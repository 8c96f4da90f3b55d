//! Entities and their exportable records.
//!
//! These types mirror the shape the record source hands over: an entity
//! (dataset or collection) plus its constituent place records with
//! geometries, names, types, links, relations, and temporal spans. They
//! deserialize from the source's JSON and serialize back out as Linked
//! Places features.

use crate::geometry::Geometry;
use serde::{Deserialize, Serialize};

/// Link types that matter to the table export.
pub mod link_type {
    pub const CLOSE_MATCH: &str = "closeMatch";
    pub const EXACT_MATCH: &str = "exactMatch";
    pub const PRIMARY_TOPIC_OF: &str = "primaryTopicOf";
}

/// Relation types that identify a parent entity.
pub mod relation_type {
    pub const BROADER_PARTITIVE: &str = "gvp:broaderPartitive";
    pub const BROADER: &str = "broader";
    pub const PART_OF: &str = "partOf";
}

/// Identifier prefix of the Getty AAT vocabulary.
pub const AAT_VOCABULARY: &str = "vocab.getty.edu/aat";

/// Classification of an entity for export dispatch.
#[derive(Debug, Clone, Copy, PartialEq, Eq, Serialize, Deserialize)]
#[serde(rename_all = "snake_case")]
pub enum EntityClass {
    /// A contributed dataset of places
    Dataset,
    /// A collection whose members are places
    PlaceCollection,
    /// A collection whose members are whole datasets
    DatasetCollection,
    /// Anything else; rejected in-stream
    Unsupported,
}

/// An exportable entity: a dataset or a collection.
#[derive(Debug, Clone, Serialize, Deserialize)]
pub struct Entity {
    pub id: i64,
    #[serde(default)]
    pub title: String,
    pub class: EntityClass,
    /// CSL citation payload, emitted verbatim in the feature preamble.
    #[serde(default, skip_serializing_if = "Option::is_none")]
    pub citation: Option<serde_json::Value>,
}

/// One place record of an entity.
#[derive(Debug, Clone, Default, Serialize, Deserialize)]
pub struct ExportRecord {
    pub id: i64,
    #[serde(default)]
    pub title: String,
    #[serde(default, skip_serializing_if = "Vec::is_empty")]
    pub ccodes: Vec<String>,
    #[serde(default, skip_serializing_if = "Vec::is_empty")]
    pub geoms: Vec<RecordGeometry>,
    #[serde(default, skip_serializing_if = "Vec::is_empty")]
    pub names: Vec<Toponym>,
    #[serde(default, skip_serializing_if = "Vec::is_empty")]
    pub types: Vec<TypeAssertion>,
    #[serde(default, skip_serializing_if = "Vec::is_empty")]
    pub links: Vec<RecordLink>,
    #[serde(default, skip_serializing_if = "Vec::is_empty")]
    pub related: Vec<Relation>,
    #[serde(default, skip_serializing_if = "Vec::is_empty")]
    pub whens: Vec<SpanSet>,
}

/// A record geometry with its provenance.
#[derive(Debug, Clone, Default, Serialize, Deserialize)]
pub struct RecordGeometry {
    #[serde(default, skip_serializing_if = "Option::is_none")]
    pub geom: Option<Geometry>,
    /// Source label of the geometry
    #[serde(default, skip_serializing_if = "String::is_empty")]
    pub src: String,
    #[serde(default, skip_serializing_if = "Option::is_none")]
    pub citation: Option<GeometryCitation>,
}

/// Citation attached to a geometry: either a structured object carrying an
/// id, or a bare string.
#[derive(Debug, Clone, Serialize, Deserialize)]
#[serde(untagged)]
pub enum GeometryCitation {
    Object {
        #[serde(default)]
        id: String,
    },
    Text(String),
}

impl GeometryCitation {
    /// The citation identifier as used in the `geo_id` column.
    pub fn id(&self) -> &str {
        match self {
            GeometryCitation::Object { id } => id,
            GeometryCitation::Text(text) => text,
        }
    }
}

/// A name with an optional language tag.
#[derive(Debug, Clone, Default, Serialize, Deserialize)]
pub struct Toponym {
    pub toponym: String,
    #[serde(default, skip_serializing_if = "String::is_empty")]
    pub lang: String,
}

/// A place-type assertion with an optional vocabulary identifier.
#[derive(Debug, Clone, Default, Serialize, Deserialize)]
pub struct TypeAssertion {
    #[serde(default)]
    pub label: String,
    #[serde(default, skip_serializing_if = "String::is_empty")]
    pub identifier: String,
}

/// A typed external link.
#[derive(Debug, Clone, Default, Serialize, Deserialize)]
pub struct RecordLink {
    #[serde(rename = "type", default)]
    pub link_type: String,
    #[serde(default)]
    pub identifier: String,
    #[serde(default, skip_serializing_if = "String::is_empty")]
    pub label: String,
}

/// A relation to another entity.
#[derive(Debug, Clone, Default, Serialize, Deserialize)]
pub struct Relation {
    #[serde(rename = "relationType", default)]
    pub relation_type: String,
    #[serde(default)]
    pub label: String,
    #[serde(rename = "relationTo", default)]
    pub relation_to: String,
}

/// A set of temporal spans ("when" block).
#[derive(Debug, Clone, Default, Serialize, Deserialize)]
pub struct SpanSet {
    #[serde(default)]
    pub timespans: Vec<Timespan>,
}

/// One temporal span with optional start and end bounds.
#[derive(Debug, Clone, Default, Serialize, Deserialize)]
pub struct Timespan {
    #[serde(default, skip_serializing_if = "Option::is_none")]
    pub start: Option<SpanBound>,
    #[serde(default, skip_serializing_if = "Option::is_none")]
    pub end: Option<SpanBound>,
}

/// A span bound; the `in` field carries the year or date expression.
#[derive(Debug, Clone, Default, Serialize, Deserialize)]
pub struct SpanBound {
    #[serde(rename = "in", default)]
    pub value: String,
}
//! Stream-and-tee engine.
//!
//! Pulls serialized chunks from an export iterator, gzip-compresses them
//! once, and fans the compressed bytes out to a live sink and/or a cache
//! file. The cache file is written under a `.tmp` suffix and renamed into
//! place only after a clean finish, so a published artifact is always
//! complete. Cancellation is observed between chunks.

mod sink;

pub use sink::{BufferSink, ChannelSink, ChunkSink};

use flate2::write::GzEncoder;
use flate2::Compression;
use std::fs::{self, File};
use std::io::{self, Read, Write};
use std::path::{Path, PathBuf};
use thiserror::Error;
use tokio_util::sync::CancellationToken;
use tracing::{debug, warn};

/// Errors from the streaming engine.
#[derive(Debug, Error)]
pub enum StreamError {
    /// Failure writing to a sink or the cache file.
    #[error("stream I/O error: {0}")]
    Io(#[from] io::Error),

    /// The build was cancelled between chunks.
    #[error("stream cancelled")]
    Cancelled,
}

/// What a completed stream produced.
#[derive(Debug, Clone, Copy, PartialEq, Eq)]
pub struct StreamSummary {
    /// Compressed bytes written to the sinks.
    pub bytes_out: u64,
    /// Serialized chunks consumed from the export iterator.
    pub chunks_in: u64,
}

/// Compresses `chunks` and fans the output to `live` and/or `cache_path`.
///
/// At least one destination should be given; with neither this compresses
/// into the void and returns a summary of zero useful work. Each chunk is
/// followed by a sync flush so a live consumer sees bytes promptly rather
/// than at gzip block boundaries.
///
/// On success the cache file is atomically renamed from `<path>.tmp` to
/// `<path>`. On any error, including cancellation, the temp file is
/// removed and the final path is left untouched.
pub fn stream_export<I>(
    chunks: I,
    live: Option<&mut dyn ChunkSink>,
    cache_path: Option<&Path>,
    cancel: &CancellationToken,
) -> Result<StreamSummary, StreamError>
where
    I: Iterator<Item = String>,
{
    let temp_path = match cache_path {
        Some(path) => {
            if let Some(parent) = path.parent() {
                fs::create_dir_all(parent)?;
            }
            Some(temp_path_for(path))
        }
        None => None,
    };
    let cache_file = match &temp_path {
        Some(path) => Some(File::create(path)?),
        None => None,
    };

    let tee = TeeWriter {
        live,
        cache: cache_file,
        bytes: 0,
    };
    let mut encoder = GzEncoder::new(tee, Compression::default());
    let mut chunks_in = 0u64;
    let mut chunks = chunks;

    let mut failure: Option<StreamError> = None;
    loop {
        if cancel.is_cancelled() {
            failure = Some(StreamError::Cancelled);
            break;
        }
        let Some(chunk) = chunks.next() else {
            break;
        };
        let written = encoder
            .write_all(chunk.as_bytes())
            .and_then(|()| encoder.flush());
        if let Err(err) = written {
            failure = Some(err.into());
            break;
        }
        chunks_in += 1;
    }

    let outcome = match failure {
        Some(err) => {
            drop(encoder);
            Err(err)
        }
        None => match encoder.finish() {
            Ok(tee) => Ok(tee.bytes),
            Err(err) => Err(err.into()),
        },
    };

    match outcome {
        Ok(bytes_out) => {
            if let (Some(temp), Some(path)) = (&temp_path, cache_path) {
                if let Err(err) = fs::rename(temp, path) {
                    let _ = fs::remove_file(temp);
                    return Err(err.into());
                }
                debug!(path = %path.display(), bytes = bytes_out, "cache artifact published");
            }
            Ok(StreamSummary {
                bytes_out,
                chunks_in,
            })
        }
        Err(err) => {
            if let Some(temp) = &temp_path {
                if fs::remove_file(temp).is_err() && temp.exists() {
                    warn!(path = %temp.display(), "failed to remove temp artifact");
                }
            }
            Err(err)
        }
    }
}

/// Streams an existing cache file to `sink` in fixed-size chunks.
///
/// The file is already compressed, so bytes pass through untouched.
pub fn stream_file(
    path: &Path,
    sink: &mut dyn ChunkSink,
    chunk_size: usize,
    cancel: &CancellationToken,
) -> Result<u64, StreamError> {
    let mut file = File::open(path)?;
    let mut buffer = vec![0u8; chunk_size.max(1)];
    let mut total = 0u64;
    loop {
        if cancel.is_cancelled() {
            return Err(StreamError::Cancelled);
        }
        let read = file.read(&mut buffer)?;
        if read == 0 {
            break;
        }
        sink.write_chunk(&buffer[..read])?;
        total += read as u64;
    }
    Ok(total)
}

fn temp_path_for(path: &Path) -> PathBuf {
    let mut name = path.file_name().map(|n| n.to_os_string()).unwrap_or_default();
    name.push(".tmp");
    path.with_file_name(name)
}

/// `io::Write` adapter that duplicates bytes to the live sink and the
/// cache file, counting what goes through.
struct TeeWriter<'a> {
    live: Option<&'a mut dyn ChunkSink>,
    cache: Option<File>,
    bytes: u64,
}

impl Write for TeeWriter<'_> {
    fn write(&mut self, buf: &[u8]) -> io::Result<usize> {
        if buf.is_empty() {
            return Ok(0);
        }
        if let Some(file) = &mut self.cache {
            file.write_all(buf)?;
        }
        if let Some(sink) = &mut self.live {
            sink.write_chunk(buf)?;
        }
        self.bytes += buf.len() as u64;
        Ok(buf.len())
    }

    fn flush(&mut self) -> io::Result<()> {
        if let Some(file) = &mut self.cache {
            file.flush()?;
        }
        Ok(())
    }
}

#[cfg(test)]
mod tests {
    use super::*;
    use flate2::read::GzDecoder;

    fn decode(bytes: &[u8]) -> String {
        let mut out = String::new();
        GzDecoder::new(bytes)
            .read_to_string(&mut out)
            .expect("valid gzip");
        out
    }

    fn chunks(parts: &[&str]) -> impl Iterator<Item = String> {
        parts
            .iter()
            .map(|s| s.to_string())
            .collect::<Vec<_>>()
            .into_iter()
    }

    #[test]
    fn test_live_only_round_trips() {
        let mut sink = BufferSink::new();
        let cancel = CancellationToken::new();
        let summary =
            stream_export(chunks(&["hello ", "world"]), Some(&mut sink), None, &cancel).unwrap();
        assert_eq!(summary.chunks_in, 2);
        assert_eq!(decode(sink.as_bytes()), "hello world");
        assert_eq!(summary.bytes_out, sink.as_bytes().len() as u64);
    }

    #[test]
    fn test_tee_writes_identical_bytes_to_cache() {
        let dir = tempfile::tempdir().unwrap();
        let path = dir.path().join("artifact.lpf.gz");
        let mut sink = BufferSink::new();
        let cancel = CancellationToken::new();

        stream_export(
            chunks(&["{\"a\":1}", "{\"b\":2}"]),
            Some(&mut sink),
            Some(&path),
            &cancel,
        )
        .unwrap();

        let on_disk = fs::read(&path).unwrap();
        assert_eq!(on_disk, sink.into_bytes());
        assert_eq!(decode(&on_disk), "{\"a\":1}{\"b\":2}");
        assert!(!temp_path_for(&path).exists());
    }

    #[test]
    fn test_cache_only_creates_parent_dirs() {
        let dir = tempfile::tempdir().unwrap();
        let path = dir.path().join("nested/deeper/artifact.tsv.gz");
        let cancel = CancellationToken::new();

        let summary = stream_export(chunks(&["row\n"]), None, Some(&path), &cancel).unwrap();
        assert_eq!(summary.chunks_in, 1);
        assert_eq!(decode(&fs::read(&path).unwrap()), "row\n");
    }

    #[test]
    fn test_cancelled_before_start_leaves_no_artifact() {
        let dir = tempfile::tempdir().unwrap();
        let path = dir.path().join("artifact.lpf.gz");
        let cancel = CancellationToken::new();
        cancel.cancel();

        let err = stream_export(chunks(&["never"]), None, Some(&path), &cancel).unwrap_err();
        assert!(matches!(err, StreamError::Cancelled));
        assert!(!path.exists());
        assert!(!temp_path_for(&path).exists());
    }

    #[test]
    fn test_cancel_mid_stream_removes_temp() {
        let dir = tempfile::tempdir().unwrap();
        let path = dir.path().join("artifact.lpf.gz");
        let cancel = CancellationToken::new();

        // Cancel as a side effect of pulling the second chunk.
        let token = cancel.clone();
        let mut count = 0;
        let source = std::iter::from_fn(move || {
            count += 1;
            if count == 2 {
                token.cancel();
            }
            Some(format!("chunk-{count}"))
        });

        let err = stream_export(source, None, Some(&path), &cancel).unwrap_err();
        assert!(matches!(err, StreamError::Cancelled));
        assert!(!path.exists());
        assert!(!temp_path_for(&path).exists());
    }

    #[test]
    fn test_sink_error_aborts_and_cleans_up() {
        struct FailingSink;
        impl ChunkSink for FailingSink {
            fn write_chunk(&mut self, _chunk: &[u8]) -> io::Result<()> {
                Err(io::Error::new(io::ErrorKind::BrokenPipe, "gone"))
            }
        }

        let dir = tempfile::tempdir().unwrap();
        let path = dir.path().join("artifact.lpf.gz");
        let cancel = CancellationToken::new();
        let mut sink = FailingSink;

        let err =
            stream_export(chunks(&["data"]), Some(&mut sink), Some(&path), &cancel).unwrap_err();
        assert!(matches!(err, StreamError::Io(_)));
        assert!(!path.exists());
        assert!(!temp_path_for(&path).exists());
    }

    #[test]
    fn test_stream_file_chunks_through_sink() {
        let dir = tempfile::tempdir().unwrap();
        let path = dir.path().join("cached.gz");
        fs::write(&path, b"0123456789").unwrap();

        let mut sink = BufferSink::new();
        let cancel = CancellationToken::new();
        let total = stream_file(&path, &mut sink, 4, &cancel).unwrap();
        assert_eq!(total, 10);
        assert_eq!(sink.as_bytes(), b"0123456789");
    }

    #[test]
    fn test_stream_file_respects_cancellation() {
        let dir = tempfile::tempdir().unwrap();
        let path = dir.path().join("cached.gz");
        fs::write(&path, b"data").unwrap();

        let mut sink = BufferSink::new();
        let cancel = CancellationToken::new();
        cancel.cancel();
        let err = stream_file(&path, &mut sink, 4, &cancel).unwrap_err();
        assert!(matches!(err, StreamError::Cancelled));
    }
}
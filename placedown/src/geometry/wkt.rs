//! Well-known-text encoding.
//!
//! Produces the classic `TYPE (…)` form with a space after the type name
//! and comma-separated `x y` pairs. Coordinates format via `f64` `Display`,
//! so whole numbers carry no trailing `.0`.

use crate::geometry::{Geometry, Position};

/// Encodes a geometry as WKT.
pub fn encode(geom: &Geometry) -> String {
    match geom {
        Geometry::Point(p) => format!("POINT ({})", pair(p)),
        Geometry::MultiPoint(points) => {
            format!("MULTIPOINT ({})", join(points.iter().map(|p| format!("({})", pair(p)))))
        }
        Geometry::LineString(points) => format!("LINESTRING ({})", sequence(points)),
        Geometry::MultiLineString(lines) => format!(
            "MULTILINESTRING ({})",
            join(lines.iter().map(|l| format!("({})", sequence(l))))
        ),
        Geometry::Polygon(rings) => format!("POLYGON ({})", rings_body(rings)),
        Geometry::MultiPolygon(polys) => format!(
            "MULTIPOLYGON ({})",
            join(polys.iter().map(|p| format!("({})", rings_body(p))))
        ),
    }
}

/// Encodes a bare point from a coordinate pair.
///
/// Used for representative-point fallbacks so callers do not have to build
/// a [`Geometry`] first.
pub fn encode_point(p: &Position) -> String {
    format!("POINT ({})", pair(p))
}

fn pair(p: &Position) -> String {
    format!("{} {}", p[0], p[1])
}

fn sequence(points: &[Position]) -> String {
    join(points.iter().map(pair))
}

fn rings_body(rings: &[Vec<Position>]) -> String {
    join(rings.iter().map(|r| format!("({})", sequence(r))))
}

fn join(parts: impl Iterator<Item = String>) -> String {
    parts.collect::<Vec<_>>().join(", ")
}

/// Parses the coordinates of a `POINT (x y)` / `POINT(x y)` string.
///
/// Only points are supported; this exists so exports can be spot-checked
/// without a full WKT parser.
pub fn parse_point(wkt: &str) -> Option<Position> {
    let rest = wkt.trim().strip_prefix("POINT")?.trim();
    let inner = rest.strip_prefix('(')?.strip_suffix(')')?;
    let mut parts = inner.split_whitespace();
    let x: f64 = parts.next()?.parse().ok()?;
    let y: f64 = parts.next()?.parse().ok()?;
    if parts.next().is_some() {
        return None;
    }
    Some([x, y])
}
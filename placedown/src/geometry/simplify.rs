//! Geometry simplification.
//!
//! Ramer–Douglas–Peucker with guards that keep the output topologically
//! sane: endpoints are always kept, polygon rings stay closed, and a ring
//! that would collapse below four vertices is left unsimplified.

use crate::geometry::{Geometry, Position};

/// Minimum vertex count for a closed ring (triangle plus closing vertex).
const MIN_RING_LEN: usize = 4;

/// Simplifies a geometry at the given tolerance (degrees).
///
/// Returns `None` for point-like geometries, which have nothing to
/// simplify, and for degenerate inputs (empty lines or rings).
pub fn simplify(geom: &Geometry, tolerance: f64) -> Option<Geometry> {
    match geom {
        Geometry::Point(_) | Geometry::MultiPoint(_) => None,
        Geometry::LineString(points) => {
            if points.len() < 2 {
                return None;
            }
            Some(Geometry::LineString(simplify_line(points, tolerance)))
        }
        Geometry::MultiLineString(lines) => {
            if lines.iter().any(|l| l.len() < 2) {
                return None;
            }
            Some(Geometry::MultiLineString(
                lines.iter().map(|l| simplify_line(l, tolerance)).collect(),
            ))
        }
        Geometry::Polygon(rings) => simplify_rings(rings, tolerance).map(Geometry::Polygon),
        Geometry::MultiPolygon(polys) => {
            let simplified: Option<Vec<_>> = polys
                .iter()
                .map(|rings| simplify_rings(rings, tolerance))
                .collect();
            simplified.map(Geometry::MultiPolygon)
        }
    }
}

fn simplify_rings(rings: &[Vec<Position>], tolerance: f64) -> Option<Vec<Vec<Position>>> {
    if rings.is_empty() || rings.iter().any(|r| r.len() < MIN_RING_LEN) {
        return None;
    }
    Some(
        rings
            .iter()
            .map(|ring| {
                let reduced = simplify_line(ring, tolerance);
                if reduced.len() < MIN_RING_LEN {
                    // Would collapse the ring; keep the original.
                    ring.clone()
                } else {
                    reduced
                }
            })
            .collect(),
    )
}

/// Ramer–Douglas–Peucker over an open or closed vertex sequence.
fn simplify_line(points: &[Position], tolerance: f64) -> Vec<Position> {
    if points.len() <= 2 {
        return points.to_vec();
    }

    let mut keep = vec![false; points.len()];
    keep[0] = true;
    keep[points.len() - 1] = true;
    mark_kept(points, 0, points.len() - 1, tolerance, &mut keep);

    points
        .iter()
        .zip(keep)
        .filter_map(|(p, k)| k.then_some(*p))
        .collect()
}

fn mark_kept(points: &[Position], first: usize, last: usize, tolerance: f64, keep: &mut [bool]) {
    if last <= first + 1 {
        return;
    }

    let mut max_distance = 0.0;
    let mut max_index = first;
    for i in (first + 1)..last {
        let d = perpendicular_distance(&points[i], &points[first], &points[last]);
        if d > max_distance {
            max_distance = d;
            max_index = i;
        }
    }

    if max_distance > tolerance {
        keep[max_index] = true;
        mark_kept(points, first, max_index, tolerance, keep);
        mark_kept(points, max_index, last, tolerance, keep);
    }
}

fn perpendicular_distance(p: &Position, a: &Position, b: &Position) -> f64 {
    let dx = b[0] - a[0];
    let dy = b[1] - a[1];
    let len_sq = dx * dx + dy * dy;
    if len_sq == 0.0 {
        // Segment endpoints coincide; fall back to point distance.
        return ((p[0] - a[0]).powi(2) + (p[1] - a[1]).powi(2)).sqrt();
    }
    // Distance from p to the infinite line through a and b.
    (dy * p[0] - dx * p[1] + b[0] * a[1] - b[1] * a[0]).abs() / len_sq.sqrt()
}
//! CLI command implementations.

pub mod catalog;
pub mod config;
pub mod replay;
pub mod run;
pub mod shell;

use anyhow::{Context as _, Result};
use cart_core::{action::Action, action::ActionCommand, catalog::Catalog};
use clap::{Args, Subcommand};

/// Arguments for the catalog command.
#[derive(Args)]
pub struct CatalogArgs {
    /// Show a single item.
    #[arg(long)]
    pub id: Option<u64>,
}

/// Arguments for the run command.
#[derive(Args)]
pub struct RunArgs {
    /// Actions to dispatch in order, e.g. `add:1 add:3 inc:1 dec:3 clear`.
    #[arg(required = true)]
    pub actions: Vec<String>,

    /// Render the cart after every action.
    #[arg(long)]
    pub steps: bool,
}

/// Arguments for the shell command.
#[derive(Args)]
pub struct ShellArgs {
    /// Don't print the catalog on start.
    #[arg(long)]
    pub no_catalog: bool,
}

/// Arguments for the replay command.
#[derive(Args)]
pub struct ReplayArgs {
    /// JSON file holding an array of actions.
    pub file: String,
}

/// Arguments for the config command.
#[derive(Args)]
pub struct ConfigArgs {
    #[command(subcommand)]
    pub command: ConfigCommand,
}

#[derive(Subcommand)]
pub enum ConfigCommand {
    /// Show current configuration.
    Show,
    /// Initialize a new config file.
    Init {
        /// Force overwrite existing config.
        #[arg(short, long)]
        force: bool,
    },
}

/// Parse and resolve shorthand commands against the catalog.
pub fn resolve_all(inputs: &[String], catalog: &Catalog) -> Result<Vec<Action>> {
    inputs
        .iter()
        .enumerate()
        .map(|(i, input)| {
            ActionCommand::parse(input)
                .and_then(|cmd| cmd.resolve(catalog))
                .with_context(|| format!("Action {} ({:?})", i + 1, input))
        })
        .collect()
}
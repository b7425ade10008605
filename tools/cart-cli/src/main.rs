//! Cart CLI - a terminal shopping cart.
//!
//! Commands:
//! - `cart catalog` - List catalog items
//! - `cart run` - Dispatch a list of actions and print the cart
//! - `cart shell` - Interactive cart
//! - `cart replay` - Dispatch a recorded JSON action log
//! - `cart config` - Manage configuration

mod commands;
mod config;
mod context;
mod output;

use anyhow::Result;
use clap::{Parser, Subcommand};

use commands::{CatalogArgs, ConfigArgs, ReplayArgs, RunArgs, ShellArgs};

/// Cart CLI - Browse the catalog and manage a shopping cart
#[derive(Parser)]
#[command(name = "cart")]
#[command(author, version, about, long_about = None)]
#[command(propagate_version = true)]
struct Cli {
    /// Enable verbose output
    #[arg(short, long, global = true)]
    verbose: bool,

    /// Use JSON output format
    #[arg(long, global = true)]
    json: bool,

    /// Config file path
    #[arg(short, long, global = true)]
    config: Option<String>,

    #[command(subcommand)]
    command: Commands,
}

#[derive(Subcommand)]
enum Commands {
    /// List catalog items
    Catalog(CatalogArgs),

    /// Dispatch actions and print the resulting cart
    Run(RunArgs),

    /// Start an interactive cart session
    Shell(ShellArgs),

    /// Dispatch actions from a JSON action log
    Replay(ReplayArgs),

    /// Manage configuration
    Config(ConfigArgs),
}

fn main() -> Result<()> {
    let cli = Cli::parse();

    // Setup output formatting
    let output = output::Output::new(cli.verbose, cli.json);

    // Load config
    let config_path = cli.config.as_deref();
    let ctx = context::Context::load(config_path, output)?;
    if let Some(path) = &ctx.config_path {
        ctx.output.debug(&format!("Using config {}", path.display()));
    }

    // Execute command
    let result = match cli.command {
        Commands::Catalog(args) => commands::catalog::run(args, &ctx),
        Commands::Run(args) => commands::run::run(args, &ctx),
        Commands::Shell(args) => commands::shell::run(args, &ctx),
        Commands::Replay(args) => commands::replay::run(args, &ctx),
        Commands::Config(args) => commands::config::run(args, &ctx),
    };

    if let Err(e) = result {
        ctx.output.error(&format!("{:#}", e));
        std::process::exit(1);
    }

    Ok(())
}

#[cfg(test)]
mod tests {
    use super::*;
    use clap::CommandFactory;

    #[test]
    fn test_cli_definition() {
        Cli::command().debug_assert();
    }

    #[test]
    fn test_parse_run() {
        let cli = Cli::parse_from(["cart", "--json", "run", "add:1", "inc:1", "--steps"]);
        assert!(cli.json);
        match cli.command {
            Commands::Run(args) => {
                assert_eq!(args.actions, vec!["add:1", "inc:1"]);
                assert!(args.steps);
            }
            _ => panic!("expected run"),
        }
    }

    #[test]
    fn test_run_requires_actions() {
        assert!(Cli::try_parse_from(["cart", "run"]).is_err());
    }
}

(Required work)
Every line above that holds the string "CatalogArgs" counts once; give the total and nothing more.

(Written response)
3